Ferro Eddie, Oliva Marco, Gagie Travis, Boucher Christina
Department of Computer and Information Science and Engineering, Herbert-Wertheim College of Engineering, University of Florida, Gainesville, FL 32607, USA.
Faculty of Computer Science, Dalhousie University, Halifax, NS, Canada.
iScience. 2024 Sep 12;27(10):110933. doi: 10.1016/j.isci.2024.110933. eCollection 2024 Oct 18.

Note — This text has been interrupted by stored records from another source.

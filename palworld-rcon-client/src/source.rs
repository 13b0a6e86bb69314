use crate::{Connection, Dial, TransportError};
use std::io;
use std::sync::Arc;
use tokio::net::TcpStream;
use tokio::runtime::Runtime;

/// Blocking [`Dial`] implementation backed by the `rcon` crate.
///
/// Each dialer owns a current-thread Tokio runtime which its connections share.
#[derive(Debug, Clone)]
pub struct RconDialer {
    runtime: Arc<Runtime>,
}

/// A connection opened by [`RconDialer`].
pub struct RconConnection {
    runtime: Arc<Runtime>,
    conn: rcon::Connection<TcpStream>,
}

impl RconDialer {
    /// Creates a dialer with its own runtime. No connection is made here.
    pub fn new() -> io::Result<Self> {
        let runtime = tokio::runtime::Builder::new_current_thread()
            .enable_io()
            .enable_time()
            .build()?;

        Ok(RconDialer {
            runtime: Arc::new(runtime),
        })
    }
}

impl Dial for RconDialer {
    type Connection = RconConnection;

    fn dial(&self, address: &str, password: &str) -> Result<RconConnection, TransportError> {
        let conn = self
            .runtime
            .block_on(
                rcon::Connection::<TcpStream>::builder()
                    // One reply packet per command, without the empty end-of-reply marker
                    .enable_factorio_quirks(true)
                    .connect(address, password),
            )
            .map_err(map_rcon_error)?;

        Ok(RconConnection {
            runtime: self.runtime.clone(),
            conn,
        })
    }
}

impl Connection for RconConnection {
    fn execute(&mut self, command: &str) -> Result<String, TransportError> {
        self.runtime
            .block_on(self.conn.cmd(command))
            .map_err(map_rcon_error)
    }

    fn close(self) -> Result<(), TransportError> {
        // Dropping the stream closes the socket
        drop(self.conn);
        Ok(())
    }
}

impl std::fmt::Debug for RconConnection {
    fn fmt(&self, f: &mut std::fmt::Formatter<'_>) -> std::fmt::Result {
        f.debug_struct("RconConnection").finish_non_exhaustive()
    }
}

fn map_rcon_error(err: rcon::Error) -> TransportError {
    match err {
        rcon::Error::Io(err) => TransportError::Io(err),
        rcon::Error::Auth => TransportError::Auth,
        err @ rcon::Error::CommandTooLong => TransportError::Protocol(err.to_string()),
    }
}

#[cfg(test)]
mod tests {
    use super::*;
    use crate::{Client, ErrorKind};
    use std::io::{Read, Write};
    use std::net::{Shutdown, TcpListener};
    use std::sync::mpsc;
    use std::thread;

    const AUTH: i32 = 3;
    const AUTH_RESPONSE: i32 = 2;
    const EXEC_COMMAND: i32 = 2;
    const RESPONSE_VALUE: i32 = 0;

    fn read_packet(stream: &mut std::net::TcpStream) -> io::Result<(i32, i32, String)> {
        let mut len = [0u8; 4];
        stream.read_exact(&mut len)?;
        let mut buf = vec![0u8; i32::from_le_bytes(len) as usize];
        stream.read_exact(&mut buf)?;

        let id = i32::from_le_bytes([buf[0], buf[1], buf[2], buf[3]]);
        let kind = i32::from_le_bytes([buf[4], buf[5], buf[6], buf[7]]);
        let body = String::from_utf8_lossy(&buf[8..buf.len() - 2]).into_owned();
        Ok((id, kind, body))
    }

    fn write_packet(
        stream: &mut std::net::TcpStream,
        id: i32,
        kind: i32,
        body: &str,
    ) -> io::Result<()> {
        let mut buf = Vec::new();
        buf.extend_from_slice(&(body.len() as i32 + 10).to_le_bytes());
        buf.extend_from_slice(&id.to_le_bytes());
        buf.extend_from_slice(&kind.to_le_bytes());
        buf.extend_from_slice(body.as_bytes());
        buf.extend_from_slice(&[0, 0]);
        stream.write_all(&buf)
    }

    /// Accepts one client and answers its login. Wrong passwords get the `-1` id.
    fn accept(listener: &TcpListener, password: &str) -> std::net::TcpStream {
        let (mut stream, _) = listener.accept().unwrap();
        let (id, kind, body) = read_packet(&mut stream).unwrap();
        assert_eq!(kind, AUTH);

        let reply_id = if body == password { id } else { -1 };
        write_packet(&mut stream, reply_id, AUTH_RESPONSE, "").unwrap();
        stream
    }

    fn answer(stream: &mut std::net::TcpStream, command: &str, response: &str) {
        let (id, kind, body) = read_packet(stream).unwrap();
        assert_eq!(kind, EXEC_COMMAND);
        assert_eq!(body, command);
        write_packet(stream, id, RESPONSE_VALUE, response).unwrap();
    }

    fn listen() -> (TcpListener, String) {
        let listener = TcpListener::bind("127.0.0.1:0").unwrap();
        let address = listener.local_addr().unwrap().to_string();
        (listener, address)
    }

    #[test]
    fn dial_refused_is_not_severed() {
        let (listener, address) = listen();
        drop(listener);

        let dialer = RconDialer::new().unwrap();
        let err = dialer.dial(&address, "secret").unwrap_err();
        assert!(!err.is_severed());
    }

    #[test]
    fn wrong_password_is_a_connect_error() {
        let (listener, address) = listen();
        let server = thread::spawn(move || {
            accept(&listener, "secret");
        });

        let mut client = Client::new(address, "wrong").unwrap();
        let err = client.save().unwrap_err();
        server.join().unwrap();

        assert_eq!(err.kind(), ErrorKind::Connect);
        assert!(matches!(err.transport_error(), Some(TransportError::Auth)));
        assert!(!client.is_connected());
    }

    #[test]
    fn single_reply_packet_completes_the_command() {
        let (listener, address) = listen();
        let server = thread::spawn(move || {
            let mut stream = accept(&listener, "secret");
            answer(&mut stream, "DoExit", "Shutdown...\n");
            // The server is gone right after answering
            stream.shutdown(Shutdown::Both).unwrap();
        });

        let mut client = Client::new(address, "secret").unwrap();
        client.do_exit().unwrap();
        server.join().unwrap();
    }

    #[test]
    fn server_restart_between_commands_redials_once() {
        let (listener, address) = listen();
        let (closed_tx, closed_rx) = mpsc::channel();
        let server = thread::spawn(move || {
            let mut stream = accept(&listener, "secret");
            answer(&mut stream, "Save", "Complete Save");
            stream.shutdown(Shutdown::Both).unwrap();
            drop(stream);
            closed_tx.send(()).unwrap();

            let mut stream = accept(&listener, "secret");
            answer(&mut stream, "Save", "Complete Save");
            stream
        });

        let mut client = Client::new(address, "secret").unwrap();
        client.save().unwrap();
        closed_rx.recv().unwrap();

        client.save().unwrap();
        let stream = server.join().unwrap();
        drop(stream);

        client.close().unwrap();
        assert!(!client.is_connected());
    }
}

Pangenomics alignment offers a solution to reduce bias in biomedical research. Traditionally, short-read aligners like Bowtie and BWA indexed a single reference genome to find approximate alignments. These methods, limited by linear-memory requirements, can only index a few genomes. Emerging pangenome aligners, such as VG, Giraffe, and Moni, address this by indexing more genomes. VG and Giraffe use a variation graph, while Moni indexes sequences accounting for repetition using prefix-free parsing to build a dictionary and parse. The main challenge is the parse's size, which becomes significantly larger than the dictionary. To scale Moni, we propose removing the parse from the construction of the run-length encoded BWT (RLBWT), suffix array, and Longest Common Prefix (LCP) by applying prefix-free parsing recursively. This approach improves construction time and memory requirements, enabling efficient construction of RLBWT, suffix array, and LCP for large pangenomes, such as those from the Human Pangenome Reference Consortium.
泛基因组比对为减少生物医学研究中的偏差提供了一种解决方案。传统上,像Bowtie和BWA这样的短读长比对工具会索引单个参考基因组以找到近似比对。这些方法受限于线性内存需求,只能索引少数几个基因组。新兴的泛基因组比对工具,如VG、Giraffe和Moni,通过索引更多基因组来解决这个问题。VG和Giraffe使用变异图,而Moni使用无前缀解析来索引考虑重复的序列,以构建字典并进行解析。主要挑战在于解析的大小,它会变得比字典大得多。为了扩展Moni,我们建议通过递归应用无前缀解析,在构建游程编码的BWT(RLBWT)、后缀数组和最长公共前缀(LCP)时去除解析。这种方法改善了构建时间和内存需求,能够为大型泛基因组(如人类泛基因组参考联盟的那些泛基因组)高效构建RLBWT、后缀数组和LCP。